Light rail station in Salt Lake City, Utah, United States

Fairpark station is a light rail station in Salt Lake City, Utah, served by the Green Line of the Utah Transit Authority's (UTA) TRAX system. The Green Line provides service from the Salt Lake International Airport to West Valley City (via Downtown Salt Lake City and connects with the rest of the TRAX system, as well as UTA's FrontRunner commuter rail and S Line streetcar.

== Description ==
The station is located at 1150 West North Temple Street (just south of the Utah State Fairgrounds), with the island platform is located in the median of the street. Although not open yet, this station will have a Park and Ride lot with a yet to be announced number of spaces. Like many other UTA stations, this station has art work included in its design. The art work for the Fairpark station is murals that include various images depicting the history of the area. The set of murals is called Fairpark Convergence and was designed by Nancy Gutkin O’Neil of New Orleans, Louisiana.
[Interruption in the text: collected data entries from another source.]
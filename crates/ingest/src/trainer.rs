//! Runs the external classifier trainer and turns its stdout into progress events.

use std::process::Stdio;

use serde::Deserialize;
use serde_json::Value;
use storage::dto::training::{TrainRequest, TrainingProgress, TrainingStatus};
use tokio::io::{AsyncBufReadExt, AsyncReadExt, BufReader};
use tokio::process::Command;
use tokio::sync::mpsc;

use crate::error::{IngestError, Result};
use crate::media::tail;
use crate::traits::Trainer;

#[derive(Debug, Clone, PartialEq, Deserialize)]
pub struct EpochUpdate {
    pub epoch: u32,
    #[serde(default)]
    pub total_epochs: Option<u32>,
    #[serde(default)]
    pub accuracy: Option<f64>,
    #[serde(default)]
    pub val_accuracy: Option<f64>,
    #[serde(default)]
    pub loss: Option<f64>,
    #[serde(default)]
    pub val_loss: Option<f64>,
}

#[derive(Debug, Clone, PartialEq)]
pub enum TrainerEvent {
    Epoch(EpochUpdate),
    /// Final metrics, reported once
    Result(Value),
    Log(String),
}

impl TrainerEvent {
    /// `{"event":"epoch",..}` and `{"event":"result",..}` lines are events,
    /// anything else is a log line.
    pub fn parse_line(line: &str) -> Self {
        let log = || TrainerEvent::Log(line.to_string());

        let Ok(value) = serde_json::from_str::<Value>(line.trim()) else {
            return log();
        };

        match value.get("event").and_then(Value::as_str) {
            Some("epoch") => serde_json::from_value(value)
                .map(TrainerEvent::Epoch)
                .unwrap_or_else(|_| log()),
            Some("result") => TrainerEvent::Result(value),
            _ => log(),
        }
    }

    pub fn apply(self, progress: &mut TrainingProgress) {
        match self {
            TrainerEvent::Epoch(update) => {
                progress.status = TrainingStatus::Training;
                progress.current_epoch = update.epoch;
                if let Some(total) = update.total_epochs {
                    progress.total_epochs = total;
                }
                progress.accuracy = update.accuracy.or(progress.accuracy);
                progress.val_accuracy = update.val_accuracy.or(progress.val_accuracy);
                progress.loss = update.loss.or(progress.loss);
                progress.val_loss = update.val_loss.or(progress.val_loss);
                progress.message = format!("Epoch {}/{}", progress.current_epoch, progress.total_epochs);
            }
            TrainerEvent::Result(result) => {
                progress.result = Some(result);
            }
            TrainerEvent::Log(line) => progress.push_log(line),
        }
    }
}

/// `<command> <config json>`, e.g. `python train_web.py '{"epochs":50,..}'`
#[derive(Debug, Clone)]
pub struct CommandTrainer {
    program: String,
    args: Vec<String>,
}

impl CommandTrainer {
    pub fn new(command: &str) -> Result<Self> {
        let mut parts = command.split_whitespace().map(String::from);
        let program = parts
            .next()
            .ok_or_else(|| IngestError::ValidationError("trainer command is empty".to_string()))?;

        Ok(Self {
            program,
            args: parts.collect(),
        })
    }
}

#[async_trait::async_trait]
impl Trainer for CommandTrainer {
    async fn run(&self, config: &TrainRequest, events: mpsc::UnboundedSender<TrainerEvent>) -> Result<()> {
        let config_json = serde_json::to_string(config)?;
        tracing::info!("Starting trainer: {} {:?} {}", self.program, self.args, config_json);

        let mut child = Command::new(&self.program)
            .args(&self.args)
            .arg(&config_json)
            .stdout(Stdio::piped())
            .stderr(Stdio::piped())
            .kill_on_drop(true)
            .spawn()
            .map_err(|e| IngestError::TrainingError(format!("failed to start {}: {}", self.program, e)))?;

        let stdout = child
            .stdout
            .take()
            .ok_or_else(|| IngestError::TrainingError("trainer stdout unavailable".to_string()))?;
        let mut stderr = child
            .stderr
            .take()
            .ok_or_else(|| IngestError::TrainingError("trainer stderr unavailable".to_string()))?;

        let stderr_task = tokio::spawn(async move {
            let mut buf = String::new();
            let _ = stderr.read_to_string(&mut buf).await;
            buf
        });

        let mut lines = BufReader::new(stdout).lines();
        while let Some(line) = lines.next_line().await? {
            if line.trim().is_empty() {
                continue;
            }
            // Receiver gone means the job was dropped; keep draining so the child can exit
            let _ = events.send(TrainerEvent::parse_line(&line));
        }

        let status = child.wait().await?;
        let stderr = stderr_task.await.unwrap_or_default();

        if !status.success() {
            return Err(IngestError::TrainingError(format!(
                "trainer exited with {}: {}",
                status,
                tail(&stderr, 500)
            )));
        }

        tracing::info!("Trainer finished");
        Ok(())
    }
}
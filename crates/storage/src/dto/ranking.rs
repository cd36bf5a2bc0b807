use std::collections::BTreeMap;

use chrono::{DateTime, Utc};
use serde::{Deserialize, Serialize};
use utoipa::{IntoParams, ToSchema};

use super::common::PaginationParams;

#[derive(Debug, Clone, PartialEq, Serialize, Deserialize, ToSchema)]
pub struct RankingPlayer {
    pub rank: i64,
    pub name: String,
    pub country: String,
    pub country_code: String,
    pub points: i64,
    pub previous_rank: Option<i64>,
    /// Positive when the player moved up
    pub rank_change: i64,
}

#[derive(Debug, Clone, Serialize, Deserialize, ToSchema)]
pub struct CategoryRanking {
    pub success: bool,
    pub category: String,
    pub updated_at: DateTime<Utc>,
    pub total_records: usize,
    pub players: Vec<RankingPlayer>,
}

#[derive(Debug, Serialize, Deserialize, ToSchema)]
pub struct AllRankingsResponse {
    pub success: bool,
    pub categories: BTreeMap<String, CategoryRanking>,
}

#[derive(Debug, Serialize, Deserialize, ToSchema)]
pub struct RankingUpdateResponse {
    pub success: bool,
    pub message: String,
    /// Category to "success" or "failed"
    pub results: BTreeMap<String, String>,
}

#[derive(Debug, Clone, PartialEq, Serialize, Deserialize, ToSchema)]
pub struct WorldRank {
    pub rank: i64,
    pub points: i64,
}

/// A player merged across every cached ranking category.
#[derive(Debug, Clone, Serialize, Deserialize, ToSchema)]
pub struct WorldPlayer {
    pub ittf_id: String,
    pub name: String,
    pub country: String,
    pub country_code: String,
    pub photo_url: Option<String>,
    /// Category name to the player's position there
    pub rankings: BTreeMap<String, WorldRank>,
}

impl WorldPlayer {
    /// Singles rank, used for ordering lists. Doubles-only players sort last.
    pub fn singles_rank(&self) -> i64 {
        ["SEN_SINGLES", "WOM_SINGLES"]
            .iter()
            .filter_map(|c| self.rankings.get(*c))
            .map(|r| r.rank)
            .min()
            .unwrap_or(i64::MAX)
    }
}

/// Query for the world-ranking player list. Page fields sit inline because
/// `serde(flatten)` loses number parsing in query strings.
#[derive(Debug, Deserialize, IntoParams)]
pub struct WorldPlayerFilter {
    #[serde(default = "default_page")]
    pub page: u32,
    #[serde(default = "default_per_page")]
    pub per_page: u32,
    pub search: Option<String>,
}

fn default_page() -> u32 {
    1
}

fn default_per_page() -> u32 {
    20
}

impl WorldPlayerFilter {
    pub fn pagination(&self) -> PaginationParams {
        PaginationParams {
            page: self.page,
            per_page: self.per_page,
        }
    }

    pub fn validate(&self) -> Result<(), String> {
        self.pagination().validate()?;

        if let Some(ref search) = self.search
            && search.len() > 100
        {
            return Err("search must be at most 100 characters".to_string());
        }

        Ok(())
    }
}

#[derive(Debug, Serialize, Deserialize, ToSchema)]
pub struct WorldPlayerResponse {
    pub success: bool,
    pub player: WorldPlayer,
}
The station is part of a railway right of way that was created specifically for the Green Line. The station opened on 14 April 2013 and is operated by the Utah Transit Authority. It is also one of four TRAX stations (all of which are located the north end of the Green Line) that is powered by solar panels located on top of the station's canopy through a project which was initially funded in part by Rocky Mountain Power.